ベランダの柵に派手に背中を打ち付けて、ガゴンと音がして。でもそんなことは気にしていないのかアオはキツく俺を、抱きしめていた。
「ど……どした? アオ?」
アオは泣いているのか、ふるふる震えていて。
何かあったのかと心に不安が走る。
「蓮……会いたかった」
「なに? ……なんかあったん……?」
「思い出したかったこと……思い出してん……蓮のかざぐるまのおかげやねんっ!!」
「へ?」
「そしたらもう……蓮に会いたくてさぁ、急いで帰ってきた」
俺を見上げたアオの目は赤くて泣いた後なのかもしれないと思ったけど。今のアオは全然泣いていなくて、それよりなんだか嬉しそうな顔をして俺を見上げていて。
「おー、そうかなんや全然わからへんけど良かったわ」
「ごめん、仕事のことも絡んどるでうまく言えへんけど、蓮のおかげやん」
「ん? んーーなら良かった」
「蓮ありがとうー」
ぎゅうぎゅう痛いくらいに抱きしめられて。
嬉しそうに俺を見上げるアオがかわいくて。
「と……とりあえず部屋戻ろか? ココ、見られんで?」
「うん……」
「うん」と言いながらアオは全然動こうとしなくて。今度は俺の胸に顔を埋めて動かなくなって。「もしもーし?」とアオの背をポンポンと叩く。
「サツキさんが……ごめんて……」
「……え?」
「仕事やったんやで? 仕事で行ったんやけど、そこにサツキさんもおって。
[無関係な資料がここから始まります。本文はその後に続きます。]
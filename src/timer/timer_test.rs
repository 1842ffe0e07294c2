use std::sync::Arc;

use tokio::sync::{mpsc, Mutex};
use tokio::time::Duration;

use super::ack_timer::*;
use super::rtx_timer::*;

mod test_rto_manager {
    use super::*;

    #[test]
    fn test_initial_rto() {
        let m = RtoManager::new();
        assert_eq!(m.get_rto(), RTO_INITIAL);
    }

    #[test]
    fn test_rto_calculation_small_rtt() {
        let mut m = RtoManager::new();
        let exp = [1800, 1500, 1275, 1106, 1000];

        for (i, rtt) in [600u64, 600, 600, 600, 600].iter().enumerate() {
            m.set_new_rtt(*rtt);
            assert_eq!(m.get_rto(), exp[i]);
        }
    }

    #[test]
    fn test_rto_calculation_large_rtt() {
        let mut m = RtoManager::new();
        let exp = [60000, 60000, 60000, 55312, 48984];

        for (i, rtt) in [30000u64, 30000, 30000, 30000, 30000].iter().enumerate() {
            m.set_new_rtt(*rtt);
            assert_eq!(m.get_rto(), exp[i]);
        }
    }

    #[test]
    fn test_rto_first_measurement() {
        let mut m = RtoManager::new();
        // First sample r: SRTT = r, RTTVAR = r/2, RTO = SRTT + 4*RTTVAR.
        let srtt = m.set_new_rtt(600);
        assert_eq!(srtt, 600.0);
        assert_eq!(m.rttvar, 300.0);
        assert_eq!(m.get_rto(), 1800);
    }

    #[test]
    fn test_rto_smoothing() {
        let mut m = RtoManager::new();
        m.set_new_rtt(600);
        // RTTVAR = 3/4 * 300 + 1/4 * |600 - 820| = 280
        // SRTT   = 7/8 * 600 + 1/8 * 820 = 627.5
        let srtt = m.set_new_rtt(820);
        assert_eq!(srtt, 627.5);
        assert_eq!(m.rttvar, 280.0);
        assert_eq!(m.get_rto(), 1747); // 627.5 + 4 * 280 = 1747.5, truncated
    }

    #[test]
    fn test_rto_is_clamped() {
        let mut m = RtoManager::new();
        m.set_new_rtt(100);
        assert_eq!(m.get_rto(), RTO_MIN);

        let mut m = RtoManager::new();
        m.set_new_rtt(300_000);
        assert_eq!(m.get_rto(), RTO_MAX);
    }

    #[test]
    fn test_rto_reset() {
        let mut m = RtoManager::new();
        m.set_new_rtt(600);
        assert_ne!(m.get_rto(), RTO_INITIAL);
        m.reset();
        assert_eq!(m.get_rto(), RTO_INITIAL);
        assert_eq!(m.srtt, 0.0);
        assert_eq!(m.rttvar, 0.0);
    }

    #[test]
    fn test_timeout_doubling() {
        assert_eq!(calculate_next_timeout(1000, 0), 1000);
        assert_eq!(calculate_next_timeout(1000, 1), 2000);
        assert_eq!(calculate_next_timeout(1000, 2), 4000);
        assert_eq!(calculate_next_timeout(1000, 5), 32000);
        assert_eq!(calculate_next_timeout(1000, 6), RTO_MAX);
        assert_eq!(calculate_next_timeout(1000, 63), RTO_MAX);
    }
}

mod test_rtx_timer {
    use super::*;

    struct TestObserver {
        name: &'static str,
        timeout_tx: mpsc::Sender<(RtxTimerId, usize)>,
        failure_tx: mpsc::Sender<RtxTimerId>,
    }

    #[async_trait::async_trait]
    impl RtxTimerObserver for TestObserver {
        async fn on_retransmission_timeout(&mut self, timer_id: RtxTimerId, n_rtos: usize) {
            log::debug!("[{}] timeout {} {}", self.name, timer_id, n_rtos);
            let _ = self.timeout_tx.try_send((timer_id, n_rtos));
        }

        async fn on_retransmission_failure(&mut self, timer_id: RtxTimerId) {
            let _ = self.failure_tx.try_send(timer_id);
        }
    }

    #[tokio::test]
    async fn test_timer_fires_and_backs_off() {
        let (timeout_tx, mut timeout_rx) = mpsc::channel(16);
        let (failure_tx, _failure_rx) = mpsc::channel(16);
        let obs = Arc::new(Mutex::new(TestObserver {
            name: "backoff",
            timeout_tx,
            failure_tx,
        }));

        let timer = RtxTimer::new(Arc::downgrade(&obs), RtxTimerId::T3RTX, NO_MAX_RETRANS);
        assert!(timer.start(10).await);
        assert!(timer.is_running().await);
        // A second start while armed is a no-op.
        assert!(!timer.start(10).await);

        let (id, n1) = timeout_rx.recv().await.unwrap();
        assert_eq!(id, RtxTimerId::T3RTX);
        assert_eq!(n1, 1);
        let (_, n2) = timeout_rx.recv().await.unwrap();
        assert_eq!(n2, 2);

        timer.stop().await;
        assert!(!timer.is_running().await);
    }

    #[tokio::test]
    async fn test_timer_failure_after_max_retrans() {
        let (timeout_tx, mut timeout_rx) = mpsc::channel(16);
        let (failure_tx, mut failure_rx) = mpsc::channel(16);
        let obs = Arc::new(Mutex::new(TestObserver {
            name: "failure",
            timeout_tx,
            failure_tx,
        }));

        let timer = RtxTimer::new(Arc::downgrade(&obs), RtxTimerId::T1Init, 2);
        assert!(timer.start(5).await);

        assert_eq!(timeout_rx.recv().await.unwrap().1, 1);
        assert_eq!(timeout_rx.recv().await.unwrap().1, 2);
        assert_eq!(failure_rx.recv().await.unwrap(), RtxTimerId::T1Init);

        // after failure the armed task has exited; nothing further fires
        tokio::time::sleep(Duration::from_millis(50)).await;
        assert!(timeout_rx.try_recv().is_err());
    }

    #[tokio::test]
    async fn test_timer_stop_before_first_fire() {
        let (timeout_tx, mut timeout_rx) = mpsc::channel(16);
        let (failure_tx, _failure_rx) = mpsc::channel(16);
        let obs = Arc::new(Mutex::new(TestObserver {
            name: "stop",
            timeout_tx,
            failure_tx,
        }));

        let timer = RtxTimer::new(Arc::downgrade(&obs), RtxTimerId::T2Shutdown, NO_MAX_RETRANS);
        assert!(timer.start(200).await);
        timer.stop().await;

        tokio::time::sleep(Duration::from_millis(300)).await;
        assert!(timeout_rx.try_recv().is_err());
    }

    #[tokio::test]
    async fn test_timer_exits_when_observer_dropped() {
        let (timeout_tx, mut timeout_rx) = mpsc::channel(16);
        let (failure_tx, _failure_rx) = mpsc::channel(16);
        let obs = Arc::new(Mutex::new(TestObserver {
            name: "dropped",
            timeout_tx,
            failure_tx,
        }));

        let timer = RtxTimer::new(Arc::downgrade(&obs), RtxTimerId::T3RTX, NO_MAX_RETRANS);
        assert!(timer.start(10).await);
        drop(obs);

        tokio::time::sleep(Duration::from_millis(100)).await;
        assert!(timeout_rx.try_recv().is_err());
    }
}

mod test_ack_timer {
    use super::*;

    struct TestObserver {
        fired_tx: mpsc::Sender<()>,
    }

    #[async_trait::async_trait]
    impl AckTimerObserver for TestObserver {
        async fn on_ack_timeout(&mut self) {
            let _ = self.fired_tx.try_send(());
        }
    }

    #[tokio::test]
    async fn test_ack_timer_fires_once() {
        let (fired_tx, mut fired_rx) = mpsc::channel(16);
        let obs = Arc::new(Mutex::new(TestObserver { fired_tx }));

        let mut timer = AckTimer::new(Arc::downgrade(&obs), ACK_INTERVAL);
        assert!(timer.start());
        assert!(timer.is_running());
        // arming while armed is a no-op: triggers coalesce
        assert!(!timer.start());

        fired_rx.recv().await.unwrap();
        timer.stop();

        tokio::time::sleep(Duration::from_millis(20)).await;
        assert!(fired_rx.try_recv().is_err());
        assert!(!timer.is_running());
    }

    #[tokio::test]
    async fn test_ack_timer_can_be_rearmed_after_stop() {
        let (fired_tx, mut fired_rx) = mpsc::channel(16);
        let obs = Arc::new(Mutex::new(TestObserver { fired_tx }));

        let mut timer = AckTimer::new(Arc::downgrade(&obs), ACK_INTERVAL);
        assert!(timer.start());
        fired_rx.recv().await.unwrap();
        timer.stop();

        assert!(timer.start());
        fired_rx.recv().await.unwrap();
        timer.stop();
    }
}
思い出せへんこと、サツキさんも絡んどって……あーなんやうまく言えんのやけど……」
「……うん」
「蓮みたいな人が、俺におって良かったって、言っとった……」
「うん……」
「早く言いたくて……蓮に」
多分少しだけ照れながら。
背中のシャツをギュッと握る手に、その心を感じながら。
「アオ……あの……可愛すぎるやろ……」
「え?」
不意に見上げたその顔は、ぼんやり月に照らされて。
初めて会ったあの日のように、綺麗に映し出される。
どんな偶然で出会ったのか。
どんな理由があって一緒にいるのか。
そんなことはわからないけれど。
アオが大切で、守りたくて、一緒にいたい。
ただ、その気持ちだけが、確かなことで。
月の光を浴びて。
アオの香りをめいっぱい吸い込んで。
その想いが伝わるように、熱い、熱いキスをした。